The role of DNA sequence in the formation of Z-DNA versus cruciforms in plasmids

Abstract

The capacities of four synthetic sequences containing runs of perfectly alternating purine-pyrimidine base pairs (bp) to adopt left-handed structures were evaluated in a homologous family of recombinant plasmids. All the sequences had the same G+C content (50%) and consisted of simple tetranucleotide repeat units but differed in the relative orientations of these units. For some of the sequences, several alternate secondary structures were theoretically possible; a variety of probes (S1 nuclease, bromoacetaldehyde, OsO4, T7 gene 3 endonuclease, supercoil-induced gel relaxation studies) under a wide range of reaction conditions was used to determine which structures were adopted as a function of superhelical stress.
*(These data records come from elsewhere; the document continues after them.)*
//! Push settings
//!
//! Holds the background-sync policy that governs global push suppression.
//! Settings can be loaded from a TOML file, updated at runtime, and observed
//! as a change stream by the push controller.

use once_cell::sync::OnceCell;
use serde::{Deserialize, Serialize};
use std::path::{Path, PathBuf};
use std::sync::{Arc, Mutex, RwLock};
use tracing::info;

use crate::signals::settings::SettingsStore;
use crate::types::error::{PushError, Result};

/// Process-wide settings manager instance
static MANAGER: OnceCell<Arc<SettingsManager>> = OnceCell::new();

/// User-facing background-sync policy.
///
/// `FollowSystemAutoSync` defers to the platform's global auto-sync switch;
/// `Never` suppresses all background activity regardless of per-folder
/// settings.
#[derive(Debug, Clone, Copy, PartialEq, Eq, Serialize, Deserialize)]
#[serde(rename_all = "snake_case")]
pub enum BackgroundSync {
    Always,
    FollowSystemAutoSync,
    Never,
}

impl Default for BackgroundSync {
    fn default() -> Self {
        BackgroundSync::FollowSystemAutoSync
    }
}

/// Settings relevant to the push subsystem
#[derive(Debug, Clone, Default, Serialize, Deserialize)]
pub struct PushSettings {
    /// Background-sync policy
    #[serde(default)]
    pub background_sync: BackgroundSync,
}

/// Owns the current [`PushSettings`] and notifies subscribers when the
/// background-sync policy changes.
pub struct SettingsManager {
    settings: RwLock<PushSettings>,
    subscribers: Mutex<Vec<flume::Sender<BackgroundSync>>>,
}

impl SettingsManager {
    pub fn new(settings: PushSettings) -> Self {
        Self {
            settings: RwLock::new(settings),
            subscribers: Mutex::new(Vec::new()),
        }
    }

    /// Get the process-wide settings manager, creating it with defaults on
    /// first use.
    pub fn global() -> Arc<SettingsManager> {
        MANAGER
            .get_or_init(|| Arc::new(SettingsManager::new(PushSettings::default())))
            .clone()
    }

    /// Load settings from the first existing default path, keeping defaults
    /// if no file is found.
    pub fn load(&self) -> Result<()> {
        for path in default_settings_paths() {
            if path.exists() {
                info!("Found push settings at: {:?}", path);
                return self.load_from_path(&path);
            }
        }

        info!("No push settings file found, using defaults");
        Ok(())
    }

    /// Load settings from a specific TOML file.
    pub fn load_from_path(&self, path: &Path) -> Result<()> {
        let content = std::fs::read_to_string(path)
            .map_err(|e| PushError::Config(format!("Failed to read settings: {}", e)))?;

        let settings: PushSettings = toml::from_str(&content)?;
        self.replace(settings);
        Ok(())
    }

    /// Current settings snapshot.
    pub fn settings(&self) -> PushSettings {
        self.settings.read().unwrap().clone()
    }

    /// Replace all settings, notifying subscribers if the policy changed.
    pub fn replace(&self, settings: PushSettings) {
        let policy = settings.background_sync;
        let changed = {
            let mut guard = self.settings.write().unwrap();
            let changed = guard.background_sync != policy;
            *guard = settings;
            changed
        };
        if changed {
            self.notify(policy);
        }
    }

    /// Update the background-sync policy.
    pub fn set_background_sync(&self, policy: BackgroundSync) {
        let changed = {
            let mut guard = self.settings.write().unwrap();
            let changed = guard.background_sync != policy;
            guard.background_sync = policy;
            changed
        };
        if changed {
            info!("Background-sync policy changed to: {:?}", policy);
            self.notify(policy);
        }
    }

    fn notify(&self, policy: BackgroundSync) {
        let mut subscribers = self.subscribers.lock().unwrap();
        subscribers.retain(|tx| tx.send(policy).is_ok());
    }
}

impl SettingsStore for SettingsManager {
    fn background_sync(&self) -> BackgroundSync {
        self.settings.read().unwrap().background_sync
    }

    fn subscribe(&self) -> flume::Receiver<BackgroundSync> {
        let (tx, rx) = flume::unbounded();
        self.subscribers.lock().unwrap().push(tx);
        rx
    }
}

/// Default settings file locations, most specific first.
pub fn default_settings_paths() -> Vec<PathBuf> {
    let mut paths = Vec::new();

    if let Some(config_dir) = dirs::config_dir() {
        paths.push(config_dir.join("mail-push").join("settings.toml"));
    }

    if let Some(home_dir) = dirs::home_dir() {
        paths.push(
            home_dir
                .join(".config")
                .join("mail-push")
                .join("settings.toml"),
        );
    }

    paths
}

#[cfg(test)]
mod tests {
    use super::*;
    use std::io::Write;

    #[test]
    fn test_defaults() {
        let manager = SettingsManager::new(PushSettings::default());
        assert_eq!(
            manager.settings().background_sync,
            BackgroundSync::FollowSystemAutoSync
        );
    }

    #[test]
    fn test_load_from_toml() {
        let mut file = tempfile::NamedTempFile::new().unwrap();
        writeln!(file, "background_sync = \"never\"").unwrap();

        let manager = SettingsManager::new(PushSettings::default());
        manager.load_from_path(file.path()).unwrap();

        assert_eq!(manager.background_sync(), BackgroundSync::Never);
    }

    #[test]
    fn test_load_rejects_invalid_policy() {
        let mut file = tempfile::NamedTempFile::new().unwrap();
        writeln!(file, "background_sync = \"sometimes\"").unwrap();

        let manager = SettingsManager::new(PushSettings::default());
        let result = manager.load_from_path(file.path());

        assert!(matches!(result, Err(PushError::Config(_))));
    }

    #[test]
    fn test_subscribers_see_policy_changes() {
        let manager = SettingsManager::new(PushSettings::default());
        let rx = manager.subscribe();

        manager.set_background_sync(BackgroundSync::Never);
        assert_eq!(rx.try_recv().unwrap(), BackgroundSync::Never);

        // Setting the same policy again is not a change
        manager.set_background_sync(BackgroundSync::Never);
        assert!(rx.try_recv().is_err());

        manager.set_background_sync(BackgroundSync::Always);
        assert_eq!(rx.try_recv().unwrap(), BackgroundSync::Always);
    }
}
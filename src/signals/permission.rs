//! Platform power-state interfaces
//!
//! Background permission, the system-wide auto-sync switch, and the
//! boot-complete receiver are all platform services; only their query and
//! registration surfaces are modeled here.

use crate::types::error::Result;

/// Query whether the platform currently allows long-running background work.
pub trait BackgroundPermissionManager: Send + Sync {
    /// Returns false when the user revoked the permission. A query failure is
    /// treated by the controller as revoked, so implementations should only
    /// fail when the platform genuinely cannot answer.
    fn can_run_background_services(&self) -> Result<bool>;
}

/// System-level auto-sync switch.
pub trait AutoSyncManager: Send + Sync {
    /// True when background sync is suppressed at the system level. Expected
    /// to already account for whether the user's policy defers to the system
    /// switch at all.
    fn is_auto_sync_disabled(&self) -> bool;

    /// Whether the user's policy defers to the system switch. Controls
    /// whether the auto-sync change stream is worth watching.
    fn respect_system_auto_sync(&self) -> bool;

    /// Stream of system auto-sync toggles.
    fn subscribe(&self) -> flume::Receiver<()>;
}

/// Receiver that restarts push after a device reboot. Enabled only while the
/// keep-alive service is desired, so a reboot with push fully off stays off.
pub trait BootCompleteManager: Send + Sync {
    fn enable_receiver(&self);

    fn disable_receiver(&self);
}
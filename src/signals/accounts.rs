//! Account registry interface

use crate::types::{Account, AccountId};

/// Read access to the account registry plus a change stream.
///
/// The registry owns account data; the controller re-reads it on every
/// reconciliation pass instead of caching. `subscribe` returns a stream that
/// yields a unit value whenever the account set changes (accounts added,
/// removed, or reconfigured).
pub trait AccountStore: Send + Sync {
    fn accounts(&self) -> Vec<Account>;

    fn account(&self, uuid: AccountId) -> Option<Account>;

    fn subscribe(&self) -> flume::Receiver<()>;
}
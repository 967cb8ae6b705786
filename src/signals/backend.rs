//! Backend registry interface

use crate::types::{Account, AccountId};

/// Capability queries against the per-account mail backend.
///
/// `subscribe_changes` yields the uuid of an account whose backend instance
/// was replaced (e.g. after editing server settings). The old backend's
/// listener must be discarded before the next reconciliation pass; see
/// [`PushController::on_backend_changed`](crate::push::PushController::on_backend_changed).
pub trait BackendStore: Send + Sync {
    /// Whether the account's backend supports push at all.
    fn is_push_capable(&self, account: &Account) -> bool;

    fn subscribe_changes(&self) -> flume::Receiver<AccountId>;
}
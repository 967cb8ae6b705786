//! Keep-alive service handle

/// On/off control over the background-execution token that keeps the hosting
/// process alive while push listeners run.
///
/// The controller guarantees edge-triggered calls: `start` is only invoked
/// when the service is believed stopped and vice versa, so implementations
/// do not need their own deduplication.
pub trait PushServiceManager: Send + Sync {
    fn start(&self);

    fn stop(&self);
}
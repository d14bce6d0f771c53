//! Helpers for the preview server shown to a person before deployment.
//!
//! The preview server itself is an external collaborator; this module only
//! finds it a port, waits for it to come up, and names what should happen to
//! it once the preview decision is made.

use serde::{Deserialize, Serialize};
use std::net::TcpListener;
use std::time::Duration;
use tokio::net::TcpStream;
use tokio::time::Instant;

use crate::errors::PreviewError;

const INITIAL_BACKOFF: Duration = Duration::from_millis(100);
const MAX_BACKOFF: Duration = Duration::from_secs(2);

/// What to do with a running preview server after approval.
#[derive(Debug, Clone, Copy, PartialEq, Eq, Serialize, Deserialize)]
#[serde(rename_all = "snake_case")]
pub enum ServerAction {
    Keep,
    Kill,
}

impl std::fmt::Display for ServerAction {
    fn fmt(&self, f: &mut std::fmt::Formatter<'_>) -> std::fmt::Result {
        match self {
            ServerAction::Keep => write!(f, "keep"),
            ServerAction::Kill => write!(f, "kill"),
        }
    }
}

/// Probe `start`, `start + 1`, ... for a bindable localhost port.
///
/// With `attempts == 0` no port is probed.
pub fn find_available_port(start: u16, attempts: u16) -> Result<u16, PreviewError> {
    for offset in 0..attempts {
        let Some(port) = start.checked_add(offset) else {
            break;
        };
        if TcpListener::bind(("127.0.0.1", port)).is_ok() {
            tracing::debug!(port, "found available port");
            return Ok(port);
        }
    }
    Err(PreviewError::NoPortAvailable {
        start,
        end: start as u32 + attempts as u32,
        attempts,
    })
}

/// Poll `addr` until it accepts a TCP connection, backing off exponentially.
///
/// Returns how long the server took to come up.
pub async fn wait_for_health(addr: &str, timeout: Duration) -> Result<Duration, PreviewError> {
    let start = Instant::now();
    let deadline = start + timeout;
    let mut backoff = INITIAL_BACKOFF;

    loop {
        let remaining = deadline.saturating_duration_since(Instant::now());
        if remaining.is_zero() {
            break;
        }
        if let Ok(Ok(_)) = tokio::time::timeout(remaining, TcpStream::connect(addr)).await {
            let waited = start.elapsed();
            tracing::info!(addr, waited_ms = waited.as_millis() as u64, "preview server healthy");
            return Ok(waited);
        }
        let remaining = deadline.saturating_duration_since(Instant::now());
        if remaining.is_zero() {
            break;
        }
        tokio::time::sleep(backoff.min(remaining)).await;
        backoff = (backoff * 2).min(MAX_BACKOFF);
    }

    Err(PreviewError::HealthCheckTimeout {
        addr: addr.to_string(),
        waited_ms: start.elapsed().as_millis(),
    })
}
The precise positions at the bp level of reactions with these chemical and enzymatic probes were determined. We conclude that for short (20-24 bp) sequences containing runs of alternating (T-G) and (C-A), the cruciform state is preferred over the similarly allowable left-handed form provided that symmetry constraints allow. However, these sequences can be induced to form a left-handed helix under appropriate conditions. This is the first demonstration of plasmid inserts which will adopt more than one unusual DNA structure in response to negative superhelical stress. The structural properties of a molecule containing a Z-Z junction were studied, and we conclude that the disruption caused by this feature extends over only a few bp although it requires a high energetic penalty.